GBIF, iDigBio, and NEON bring you this collaborative discussion at the Ecological Society of American Meeting 2019 in Louisville, KY on August 12th.
Over 75 people joined us for this interactive discussion session.
In this interactive session, the presenters and audience asked questions. What follows is a compilation of these.
- How many published data in an open fashion?
- Most of the people in the room
- How many felt comfortable with the process?
- Half of the room
- How many have heard of FAIR?
- About ⅓ of the room
What other words do you think of when you hear Findable?
- Public access
- No paywall
- How many people have ORCIDs?
- Most of the room
- How many people have heard of iDigBio? ⅓ of the room
- How many have had to aggregate disparate datasets? ¼ of the room
- How would you do it differently?
- Ask all the contributors to use the same template ahead of time
- How may have heard of DarwinCore, EML? ~10+ people
- How many are actively sharing data? Any comments on that?
- Denver Botanic Gardens have hired a person to do this - helps decrease latency significantly
- Takes a lot of time - georeferencing standardization very challenging
- What do you do before working with synthetic datasets?

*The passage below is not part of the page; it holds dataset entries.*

//! Core mesh data types.

use nalgebra::{Point3, Vector3};

use crate::error::{WearError, WearResult};

/// A triangle mesh with per-vertex positions and normals.
///
/// Coordinates are in millimeters. Each stage that derives a new mesh
/// (separation, trimming) produces an independent copy.
#[derive(Debug, Clone, Default)]
#[cfg_attr(feature = "config", derive(serde::Serialize, serde::Deserialize))]
pub struct Mesh {
    /// Vertex positions.
    pub positions: Vec<Point3<f64>>,

    /// Unit vertex normals, one per position.
    pub normals: Vec<Vector3<f64>>,

    /// Triangle faces as indices into the vertex arrays.
    pub faces: Vec<[u32; 3]>,
}

impl Mesh {
    /// Create a new empty mesh.
    pub fn new() -> Self {
        Self::default()
    }

    /// Create a mesh with pre-allocated capacity.
    pub fn with_capacity(vertex_count: usize, face_count: usize) -> Self {
        Self {
            positions: Vec::with_capacity(vertex_count),
            normals: Vec::with_capacity(vertex_count),
            faces: Vec::with_capacity(face_count),
        }
    }

    /// Build a mesh from flat buffers as handed over by a mesh loader.
    ///
    /// `positions` and `normals` are `xyz` triples, `indices` are triangle
    /// triples. If `normals` is empty or does not match `positions`, vertex
    /// normals are recomputed from the faces.
    ///
    /// # Errors
    ///
    /// Returns [`WearError::InvalidMesh`] for empty or misaligned buffers and
    /// non-finite coordinates, and [`WearError::InvalidVertexIndex`] for
    /// indices out of range.
    pub fn from_buffers(positions: &[f64], normals: &[f64], indices: &[u32]) -> WearResult<Self> {
        if positions.len() % 3 != 0 {
            return Err(WearError::invalid_mesh(format!(
                "position buffer length {} is not a multiple of 3",
                positions.len()
            )));
        }
        if indices.len() % 3 != 0 {
            return Err(WearError::invalid_mesh(format!(
                "index buffer length {} is not a multiple of 3",
                indices.len()
            )));
        }

        let positions: Vec<Point3<f64>> = positions
            .chunks_exact(3)
            .map(|c| Point3::new(c[0], c[1], c[2]))
            .collect();
        let faces: Vec<[u32; 3]> = indices
            .chunks_exact(3)
            .map(|c| [c[0], c[1], c[2]])
            .collect();

        let mut mesh = Self {
            positions,
            normals: Vec::new(),
            faces,
        };
        mesh.validate()?;

        if normals.len() == mesh.positions.len() * 3 {
            mesh.normals = normals
                .chunks_exact(3)
                .map(|c| {
                    let n = Vector3::new(c[0], c[1], c[2]);
                    n.try_normalize(1e-12).unwrap_or_else(Vector3::zeros)
                })
                .collect();
        } else {
            mesh.compute_vertex_normals();
        }

        Ok(mesh)
    }

    /// Build a mesh from positions and faces, computing vertex normals.
    pub fn from_parts(positions: Vec<Point3<f64>>, faces: Vec<[u32; 3]>) -> Self {
        let mut mesh = Self {
            positions,
            normals: Vec::new(),
            faces,
        };
        mesh.compute_vertex_normals();
        mesh
    }

    /// Number of vertices in the mesh.
    #[inline]
    pub fn vertex_count(&self) -> usize {
        self.positions.len()
    }

    /// Number of faces (triangles) in the mesh.
    #[inline]
    pub fn face_count(&self) -> usize {
        self.faces.len()
    }

    /// Check if mesh is empty (no vertices or faces).
    #[inline]
    pub fn is_empty(&self) -> bool {
        self.positions.is_empty() || self.faces.is_empty()
    }

    /// Check structural invariants: non-empty, finite coordinates, indices in range.
    pub fn validate(&self) -> WearResult<()> {
        if self.positions.is_empty() {
            return Err(WearError::invalid_mesh("mesh has no vertices"));
        }
        if self.faces.is_empty() {
            return Err(WearError::invalid_mesh("mesh has no faces"));
        }

        for (i, p) in self.positions.iter().enumerate() {
            if !(p.x.is_finite() && p.y.is_finite() && p.z.is_finite()) {
                return Err(WearError::invalid_mesh(format!(
                    "vertex {} has a non-finite coordinate",
                    i
                )));
            }
        }

        self.check_indices()
    }

    /// Check that every face index is in range.
    pub fn check_indices(&self) -> WearResult<()> {
        let vertex_count = self.positions.len();
        for (face_index, face) in self.faces.iter().enumerate() {
            for &v in face {
                if v as usize >= vertex_count {
                    return Err(WearError::invalid_vertex_index(face_index, v, vertex_count));
                }
            }
        }
        Ok(())
    }

    /// Mean of all vertex positions.
    pub fn centroid(&self) -> Point3<f64> {
        if self.positions.is_empty() {
            return Point3::origin();
        }
        let sum: Vector3<f64> = self.positions.iter().map(|p| p.coords).sum();
        Point3::from(sum / self.positions.len() as f64)
    }

    /// Compute the axis-aligned bounding box.
    /// Returns (min_corner, max_corner) or None if mesh is empty.
    pub fn bounds(&self) -> Option<(Point3<f64>, Point3<f64>)> {
        let first = *self.positions.first()?;
        let mut min = first;
        let mut max = first;

        for p in &self.positions[1..] {
            min.x = min.x.min(p.x);
            min.y = min.y.min(p.y);
            min.z = min.z.min(p.z);
            max.x = max.x.max(p.x);
            max.y = max.y.max(p.y);
            max.z = max.z.max(p.z);
        }

        Some((min, max))
    }

    /// The three corner positions of a face.
    #[inline]
    pub fn face_positions(&self, face_idx: usize) -> [Point3<f64>; 3] {
        let [i0, i1, i2] = self.faces[face_idx];
        [
            self.positions[i0 as usize],
            self.positions[i1 as usize],
            self.positions[i2 as usize],
        ]
    }

    /// Centroid of a face.
    pub fn face_centroid(&self, face_idx: usize) -> Point3<f64> {
        let [a, b, c] = self.face_positions(face_idx);
        Point3::from((a.coords + b.coords + c.coords) / 3.0)
    }

    /// Unit normal of a face from its winding, `(v1 - v0) x (v2 - v0)`.
    ///
    /// Degenerate faces fall back to the average of their vertex normals.
    pub fn face_normal(&self, face_idx: usize) -> Vector3<f64> {
        let [a, b, c] = self.face_positions(face_idx);
        let n = (b - a).cross(&(c - a));
        if let Some(unit) = n.try_normalize(1e-20) {
            return unit;
        }

        let [i0, i1, i2] = self.faces[face_idx];
        if self.normals.len() == self.positions.len() {
            let avg = self.normals[i0 as usize] + self.normals[i1 as usize] + self.normals[i2 as usize];
            avg.try_normalize(1e-12).unwrap_or_else(Vector3::zeros)
        } else {
            Vector3::zeros()
        }
    }

    /// Area of a face.
    pub fn face_area(&self, face_idx: usize) -> f64 {
        let [a, b, c] = self.face_positions(face_idx);
        (b - a).cross(&(c - a)).norm() * 0.5
    }

    /// Total surface area.
    pub fn surface_area(&self) -> f64 {
        (0..self.faces.len()).map(|f| self.face_area(f)).sum()
    }

    /// Recompute vertex normals as area-weighted averages of face normals.
    pub fn compute_vertex_normals(&mut self) {
        let mut normals = vec![Vector3::zeros(); self.positions.len()];

        for &[i0, i1, i2] in &self.faces {
            let (Some(a), Some(b), Some(c)) = (
                self.positions.get(i0 as usize),
                self.positions.get(i1 as usize),
                self.positions.get(i2 as usize),
            ) else {
                continue;
            };
            // Unnormalized cross product weights by twice the face area.
            let n = (b - a).cross(&(c - a));
            normals[i0 as usize] += n;
            normals[i1 as usize] += n;
            normals[i2 as usize] += n;
        }

        for n in &mut normals {
            *n = n.try_normalize(1e-20).unwrap_or_else(Vector3::zeros);
        }

        self.normals = normals;
    }

    /// Build an independent mesh from a subset of faces.
    ///
    /// Vertices referenced by the kept faces are compacted in order of first
    /// use, so a vertex shared by several kept faces appears exactly once.
    pub fn submesh(&self, face_ids: &[u32]) -> Mesh {
        let mut remap = vec![u32::MAX; self.positions.len()];
        let has_normals = self.normals.len() == self.positions.len();
        let mut out = Mesh::with_capacity(face_ids.len(), face_ids.len());

        for &f in face_ids {
            let face = self.faces[f as usize];
            let mut new_face = [0u32; 3];
            for (slot, &v) in new_face.iter_mut().zip(face.iter()) {
                let v = v as usize;
                if remap[v] == u32::MAX {
                    remap[v] = out.positions.len() as u32;
                    out.positions.push(self.positions[v]);
                    if has_normals {
                        out.normals.push(self.normals[v]);
                    }
                }
                *slot = remap[v];
            }
            out.faces.push(new_face);
        }

        if !has_normals {
            out.compute_vertex_normals();
        }

        out
    }
}

#[cfg(test)]
mod tests {
    use super::*;
    use approx::assert_relative_eq;

    fn two_triangles() -> Mesh {
        Mesh::from_parts(
            vec![
                Point3::new(0.0, 0.0, 0.0),
                Point3::new(1.0, 0.0, 0.0),
                Point3::new(1.0, 1.0, 0.0),
                Point3::new(0.0, 1.0, 0.0),
            ],
            vec![[0, 1, 2], [0, 2, 3]],
        )
    }

    #[test]
    fn test_from_buffers() {
        let positions = [0.0, 0.0, 0.0, 1.0, 0.0, 0.0, 0.0, 1.0, 0.0];
        let mesh = Mesh::from_buffers(&positions, &[], &[0, 1, 2]).unwrap();
        assert_eq!(mesh.vertex_count(), 3);
        assert_eq!(mesh.face_count(), 1);
        assert_relative_eq!(mesh.normals[0].z, 1.0, epsilon = 1e-12);
    }

    #[test]
    fn test_from_buffers_rejects_bad_index() {
        let positions = [0.0, 0.0, 0.0, 1.0, 0.0, 0.0, 0.0, 1.0, 0.0];
        let err = Mesh::from_buffers(&positions, &[], &[0, 1, 7]).unwrap_err();
        assert!(matches!(
            err,
            WearError::InvalidVertexIndex {
                face_index: 0,
                vertex_index: 7,
                vertex_count: 3
            }
        ));
    }

    #[test]
    fn test_from_buffers_rejects_misaligned() {
        assert!(Mesh::from_buffers(&[0.0, 1.0], &[], &[]).is_err());
        assert!(Mesh::from_buffers(&[0.0; 9], &[], &[0, 1]).is_err());
        assert!(Mesh::from_buffers(&[], &[], &[]).is_err());
    }

    #[test]
    fn test_from_buffers_rejects_nan() {
        let positions = [f64::NAN, 0.0, 0.0, 1.0, 0.0, 0.0, 0.0, 1.0, 0.0];
        assert!(Mesh::from_buffers(&positions, &[], &[0, 1, 2]).is_err());
    }

    #[test]
    fn test_face_geometry() {
        let mesh = two_triangles();
        assert_relative_eq!(mesh.face_area(0), 0.5, epsilon = 1e-12);
        assert_relative_eq!(mesh.surface_area(), 1.0, epsilon = 1e-12);
        assert_relative_eq!(mesh.face_normal(0).z, 1.0, epsilon = 1e-12);

        let c = mesh.face_centroid(0);
        assert_relative_eq!(c.x, 2.0 / 3.0, epsilon = 1e-12);
        assert_relative_eq!(c.y, 1.0 / 3.0, epsilon = 1e-12);
    }

    #[test]
    fn test_submesh_welds_shared_vertices() {
        let mesh = two_triangles();
        let sub = mesh.submesh(&[1]);
        assert_eq!(sub.vertex_count(), 3);
        assert_eq!(sub.faces, vec![[0, 1, 2]]);

        let both = mesh.submesh(&[0, 1]);
        assert_eq!(both.vertex_count(), 4);
        assert_eq!(both.normals.len(), 4);
    }

    #[test]
    fn test_bounds_and_centroid() {
        let mesh = two_triangles();
        let (min, max) = mesh.bounds().unwrap();
        assert_eq!(min, Point3::new(0.0, 0.0, 0.0));
        assert_eq!(max, Point3::new(1.0, 1.0, 0.0));
        assert_relative_eq!(mesh.centroid().x, 0.5, epsilon = 1e-12);
        assert!(Mesh::new().bounds().is_none());
    }
}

- Placeholders in data - NAs vs zeroes
- Geocoordinate QC
- Outlier detection
- How many are familiar with the rank abundance distribution?
- ¼ of the room
- Who is familiar with SEINet?
- Only a handful
Questions from the audience
- Communicating back to the creators of the datasets - what are concrete ways that this is happening so people can do this, or is it just a goal?
- Failure to understand that taxonomic names need to include the authority (e.g. the taxon concept) - data providers do not do this - what source are each data providers using?
- I use GBIF a lot for my research. Put in request for all the mammals in N. Amer. - too big. Went to R to make it more manageable to pull in records one species at a time, but ended up with so many of DOIs. What is the right doi to use?
- What is the vision for managing errors in GBIF data? And what do you do with DOIs?
- What efforts are being done to fill in the gaps for global biodiversity given that tropical systems are not well known?
- What are your organizations doing to advocate with different journals to use the DOIs (e.g., limitations on number of citations)?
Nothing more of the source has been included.